A new study from UCLA and Stanford University researchers finds that three-dimensional human stem cell-derived ‘mini brain’ organoids can mature in a manner that is strikingly similar to human brain development.
For the new study, published in Nature Neuroscience February 22, senior authors Dr. Daniel Geschwind of UCLA and Dr. Sergiu Pasca of Stanford University conducted extensive genetic analysis of organoids that had been grown for up to 20 months in a lab dish. They found that these 3-D organoids follow an internal clock that guides their maturation in sync with the timeline of human development.
“This is novel—Until now, nobody has grown and characterized these organoids for this amount of time, xenical vitamin deficiency nor shown they will recapitulate human brain development in a laboratory environment for the most part,” said Geschwind, MD, Ph.D., MacDonald Distinguished Professor in Human Genetics at the David Geffen School of Medicine at UCLA, member of the Eli and Edythe Broad Center of Regenerative Medicine and Stem Cell Research at UCLA, and the senior associate dean and associate vice chancellor and director of the Institute for Precision Health at UCLA.
“This will be an important boost for the field. We’ve shown that these organoids can mature and replicate many aspects of normal human development—making them a good model for studying human disease in a dish,” he said.
Human brain organoids are created using induced pluripotent stem cells, also known as iPS cells, which are derived from skin or blood cells that have been reprogrammed back to an embryonic stem cell-like state allowing scientists to create any cell type.
These iPS cells are then exposed to a specialized mix of chemicals that influences them to create the cell of a certain region of the brain. With time and the right conditions, the cells self-organize to create 3-D structures that faithfully replicate several aspects of human brain development.
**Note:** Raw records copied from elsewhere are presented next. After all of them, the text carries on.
//! OpenAI-compatible API types
//!
//! Covers the request body sent to `/v1/chat/completions` plus both response
//! shapes: the full (non-streamed) completion object and the incremental
//! chunk objects carried in `data:` lines of a `text/event-stream` response.
//! Response types tolerate missing fields so that a chunk carrying only a
//! delta, only a full message, or only an error still deserializes.

use serde::{Deserialize, Serialize};

/// Chat message role
#[derive(Debug, Clone, Serialize, Deserialize)]
#[serde(rename_all = "lowercase")]
pub enum Role {
    System,
    User,
    Assistant,
}

/// A chat message
#[derive(Debug, Clone, Serialize, Deserialize)]
pub struct ChatMessage {
    pub role: Role,
    pub content: String,
}

impl ChatMessage {
    pub fn system(content: impl Into<String>) -> Self {
        Self {
            role: Role::System,
            content: content.into(),
        }
    }

    pub fn user(content: impl Into<String>) -> Self {
        Self {
            role: Role::User,
            content: content.into(),
        }
    }

    pub fn assistant(content: impl Into<String>) -> Self {
        Self {
            role: Role::Assistant,
            content: content.into(),
        }
    }
}

/// Chat completion request
#[derive(Debug, Clone, Serialize)]
pub struct ChatRequest {
    pub model: String,
    pub messages: Vec<ChatMessage>,

    /// Request an incremental `text/event-stream` response
    pub stream: bool,

    #[serde(skip_serializing_if = "Option::is_none")]
    pub temperature: Option<f32>,

    #[serde(skip_serializing_if = "Option::is_none")]
    pub max_tokens: Option<u32>,
}

impl ChatRequest {
    pub fn new(model: impl Into<String>, messages: Vec<ChatMessage>) -> Self {
        Self {
            model: model.into(),
            messages,
            stream: false,
            temperature: None,
            max_tokens: None,
        }
    }
}

/// Chat completion response (non-streamed)
#[derive(Debug, Clone, Deserialize)]
pub struct ChatResponse {
    #[serde(default)]
    pub id: Option<String>,

    #[serde(default)]
    pub choices: Vec<ChatChoice>,

    #[serde(default)]
    pub usage: Option<Usage>,
}

impl ChatResponse {
    /// Content of the first choice, if any
    pub fn content(&self) -> Option<&str> {
        self.choices.first()?.message.content.as_deref()
    }
}

#[derive(Debug, Clone, Deserialize)]
pub struct ChatChoice {
    #[serde(default)]
    pub index: u32,

    pub message: AssistantMessage,

    #[serde(default)]
    pub finish_reason: Option<String>,
}

#[derive(Debug, Clone, Deserialize)]
pub struct AssistantMessage {
    #[serde(default)]
    pub role: Option<String>,

    #[serde(default)]
    pub content: Option<String>,
}

#[derive(Debug, Clone, Deserialize)]
pub struct Usage {
    #[serde(default)]
    pub prompt_tokens: u32,

    #[serde(default)]
    pub completion_tokens: u32,

    #[serde(default)]
    pub total_tokens: u32,
}

/// One event payload of a streamed chat completion
///
/// Streaming servers send `choices[].delta`; some proxies answer the same
/// request with full `choices[].message` objects instead, and errors arrive
/// as a top-level `error` object. All three are optional here and resolved
/// by [`ChatChunk::content`] and [`ChatChunk::error_message`].
#[derive(Debug, Clone, Deserialize)]
pub struct ChatChunk {
    #[serde(default)]
    pub choices: Vec<StreamChoice>,

    #[serde(default)]
    pub error: Option<ApiError>,
}

impl ChatChunk {
    /// Incremental content of the first choice
    ///
    /// The delta field takes precedence; a full message object is used as
    /// fallback when no delta content is present.
    pub fn content(&self) -> Option<&str> {
        let choice = self.choices.first()?;
        if let Some(content) = choice.delta.as_ref().and_then(|d| d.content.as_deref()) {
            return Some(content);
        }
        choice.message.as_ref()?.content.as_deref()
    }

    /// Upstream error message, if the payload carries one
    pub fn error_message(&self) -> Option<&str> {
        self.error.as_ref().map(|e| e.message.as_str())
    }
}

#[derive(Debug, Clone, Deserialize)]
pub struct StreamChoice {
    #[serde(default)]
    pub delta: Option<MessageDelta>,

    #[serde(default)]
    pub message: Option<AssistantMessage>,

    #[serde(default)]
    pub finish_reason: Option<String>,
}

#[derive(Debug, Clone, Deserialize)]
pub struct MessageDelta {
    #[serde(default)]
    pub role: Option<String>,

    #[serde(default)]
    pub content: Option<String>,
}

#[derive(Debug, Clone, Deserialize)]
pub struct ApiError {
    #[serde(default)]
    pub message: String,
}

#[cfg(test)]
mod tests {
    use super::*;

    #[test]
    fn test_request_serialization() {
        let request = ChatRequest::new(
            "gpt-oss-120b",
            vec![
                ChatMessage::system("Answer briefly."),
                ChatMessage::user("hi"),
                ChatMessage::assistant("hello"),
            ],
        );
        let json = serde_json::to_value(&request).unwrap();

        assert_eq!(json["model"], "gpt-oss-120b");
        assert_eq!(json["stream"], false);
        assert_eq!(json["messages"][0]["role"], "system");
        assert_eq!(json["messages"][1]["role"], "user");
        assert_eq!(json["messages"][1]["content"], "hi");
        assert_eq!(json["messages"][2]["role"], "assistant");
        // Unset optionals must not appear in the body
        assert!(json.get("temperature").is_none());
        assert!(json.get("max_tokens").is_none());
    }

    #[test]
    fn test_chunk_delta_content() {
        let chunk: ChatChunk =
            serde_json::from_str(r#"{"choices":[{"delta":{"content":"Hel"}}]}"#).unwrap();
        assert_eq!(chunk.content(), Some("Hel"));
        assert_eq!(chunk.error_message(), None);
    }

    #[test]
    fn test_chunk_message_fallback() {
        let chunk: ChatChunk =
            serde_json::from_str(r#"{"choices":[{"message":{"role":"assistant","content":"full"}}]}"#)
                .unwrap();
        assert_eq!(chunk.content(), Some("full"));
    }

    #[test]
    fn test_chunk_delta_takes_precedence() {
        let chunk: ChatChunk = serde_json::from_str(
            r#"{"choices":[{"delta":{"content":"delta"},"message":{"content":"message"}}]}"#,
        )
        .unwrap();
        assert_eq!(chunk.content(), Some("delta"));
    }

    #[test]
    fn test_chunk_error_payload() {
        let chunk: ChatChunk =
            serde_json::from_str(r#"{"error":{"message":"model overloaded"}}"#).unwrap();
        assert_eq!(chunk.content(), None);
        assert_eq!(chunk.error_message(), Some("model overloaded"));
    }

    #[test]
    fn test_chunk_tolerates_sparse_fields() {
        let chunk: ChatChunk = serde_json::from_str(r#"{}"#).unwrap();
        assert_eq!(chunk.content(), None);
        assert_eq!(chunk.error_message(), None);

        let chunk: ChatChunk =
            serde_json::from_str(r#"{"choices":[{"finish_reason":"stop"}],"unknown":1}"#).unwrap();
        assert_eq!(chunk.content(), None);
    }

    #[test]
    fn test_response_content() {
        let response: ChatResponse = serde_json::from_str(
            r#"{"id":"cmpl-1","choices":[{"index":0,"message":{"role":"assistant","content":"hi"},"finish_reason":"stop"}]}"#,
        )
        .unwrap();
        assert_eq!(response.content(), Some("hi"));

        let empty: ChatResponse = serde_json::from_str(r#"{"choices":[]}"#).unwrap();
        assert_eq!(empty.content(), None);
    }
}
//! Incremental Server-Sent-Events decoding for chat completion streams
//!
//! The inference endpoint answers a streamed chat request with a
//! `text/event-stream` body: events separated by a blank line, each carrying
//! one or more `data:` lines, closed by the reserved `data: [DONE]` payload.
//! [`SseDecoder`] consumes that body chunk by chunk, in whatever pieces the
//! transport delivers them, and yields the text fragments a caller appends
//! to the assistant's reply.
//!
//! One decoder instance serves exactly one response stream. Feed raw bytes
//! with [`SseDecoder::feed`] as they arrive; call [`SseDecoder::finish`]
//! when the body ends so a trailing unterminated event is still delivered.
//!
//! Bytes are buffered and only complete events are converted to text, so a
//! multi-byte UTF-8 character split across chunk boundaries is reassembled
//! before decoding. The event boundary itself is ASCII and cannot fall
//! inside a multi-byte sequence.

use tracing::warn;

use crate::api::ChatChunk;

/// Reserved payload literal marking normal end of stream
pub const DONE_SENTINEL: &str = "[DONE]";

/// Field marker of an SSE data line
const DATA_MARKER: &str = "data:";

/// Incremental decoder for one chat completion event stream
///
/// Two states: streaming and finished. The transition is one-way and is
/// triggered by the `[DONE]` sentinel, an upstream error payload, or
/// [`finish`](Self::finish). Once finished, remaining input is discarded.
#[derive(Debug, Default)]
pub struct SseDecoder {
    /// Bytes received but not yet resolved into a complete event
    buf: Vec<u8>,
    finished: bool,
}

impl SseDecoder {
    pub fn new() -> Self {
        Self::default()
    }

    /// True once the stream has terminated; no further fragments will be produced
    pub fn is_finished(&self) -> bool {
        self.finished
    }

    /// Consume a chunk of the response body
    ///
    /// Returns the fragments produced by every event completed by this
    /// chunk, in arrival order. A trailing partial event stays buffered
    /// until a later chunk closes it.
    pub fn feed(&mut self, chunk: &[u8]) -> Vec<String> {
        let mut fragments = Vec::new();
        if self.finished {
            return fragments;
        }
        self.buf.extend_from_slice(chunk);
        self.drain_events(&mut fragments, false);
        fragments
    }

    /// Signal end of input
    ///
    /// Whatever remains buffered is treated as if closed by a trailing
    /// event boundary, then the decoder transitions to finished. Safe to
    /// call more than once.
    pub fn finish(&mut self) -> Vec<String> {
        let mut fragments = Vec::new();
        if self.finished {
            return fragments;
        }
        self.drain_events(&mut fragments, true);
        self.finished = true;
        self.buf.clear();
        fragments
    }

    fn drain_events(&mut self, fragments: &mut Vec<String>, final_flush: bool) {
        while !self.finished {
            let (event_end, resume_at) = match find_event_boundary(&self.buf) {
                Some(boundary) => boundary,
                None => break,
            };
            let event: Vec<u8> = self.buf.drain(..resume_at).collect();
            self.handle_event(&event[..event_end], fragments);
        }
        if final_flush && !self.finished && !self.buf.is_empty() {
            let rest = std::mem::take(&mut self.buf);
            self.handle_event(&rest, fragments);
        }
    }

    fn handle_event(&mut self, event: &[u8], fragments: &mut Vec<String>) {
        let text = String::from_utf8_lossy(event);
        let data_lines: Vec<&str> = text
            .lines()
            .filter_map(|line| line.strip_prefix(DATA_MARKER))
            .map(str::trim)
            .collect();

        // Comment and keep-alive events carry no data lines
        if data_lines.is_empty() {
            return;
        }

        let payload = data_lines.join("\n");
        if payload == DONE_SENTINEL {
            self.terminate();
            return;
        }

        let chunk: ChatChunk = match serde_json::from_str(&payload) {
            Ok(chunk) => chunk,
            Err(err) => {
                warn!(%err, payload = %payload, "skipping undecodable stream event");
                return;
            }
        };

        if let Some(content) = chunk.content() {
            if !content.is_empty() {
                fragments.push(content.to_owned());
            }
        }

        if let Some(message) = chunk.error_message() {
            if !message.is_empty() {
                fragments.push(format!("\nError: {message}"));
                self.terminate();
            }
        }
    }

    /// One-way transition; pending input is dropped
    fn terminate(&mut self) {
        self.finished = true;
        self.buf.clear();
    }
}

/// Locate the next blank-line event boundary
///
/// Returns the end of the event's bytes and the position after the
/// boundary. Accepts `\n\n` as well as the CRLF form, where the blank line
/// is `\r\n`.
fn find_event_boundary(buf: &[u8]) -> Option<(usize, usize)> {
    for (i, byte) in buf.iter().enumerate() {
        if *byte != b'\n' {
            continue;
        }
        match (buf.get(i + 1), buf.get(i + 2)) {
            (Some(&b'\n'), _) => return Some((i, i + 2)),
            (Some(&b'\r'), Some(&b'\n')) => return Some((i, i + 3)),
            _ => {}
        }
    }
    None
}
Human stem cell-derived organoids have the potential to revolutionize the practice of medicine by giving researchers unprecedented insights into how complex organs—including the brain—develop and respond to disease.
For several years, researchers have been growing human brain organoids to study human neurological and neurodevelopmental disorders, such as epilepsy, autism and schizophrenia.
The utility of these models has been hindered by the widespread belief that the cells that make up these organoids remain stuck in a developmental state analogous to the cells seen in fetal development. The study shows that it may be possible to grow the cells to a maturity that will allow scientists to better study adult-onset diseases, such as schizophrenia or dementia.
“There is huge interest in stem cell models of human disease,” Geschwind added. “This work represents an important milestone by showing which aspects of human brain development are modeled with the highest fidelity and which specific genes are behaving well in vitro and when best to model them. Equally important, we provide a framework based on unbiased genomic analyses for assessing how well in vitro models model in vivo development and function.”
The authors also provide a tool called GECO that allows researchers to browse their genes of interest for measuring fidelity between in vitro and in vivo brain.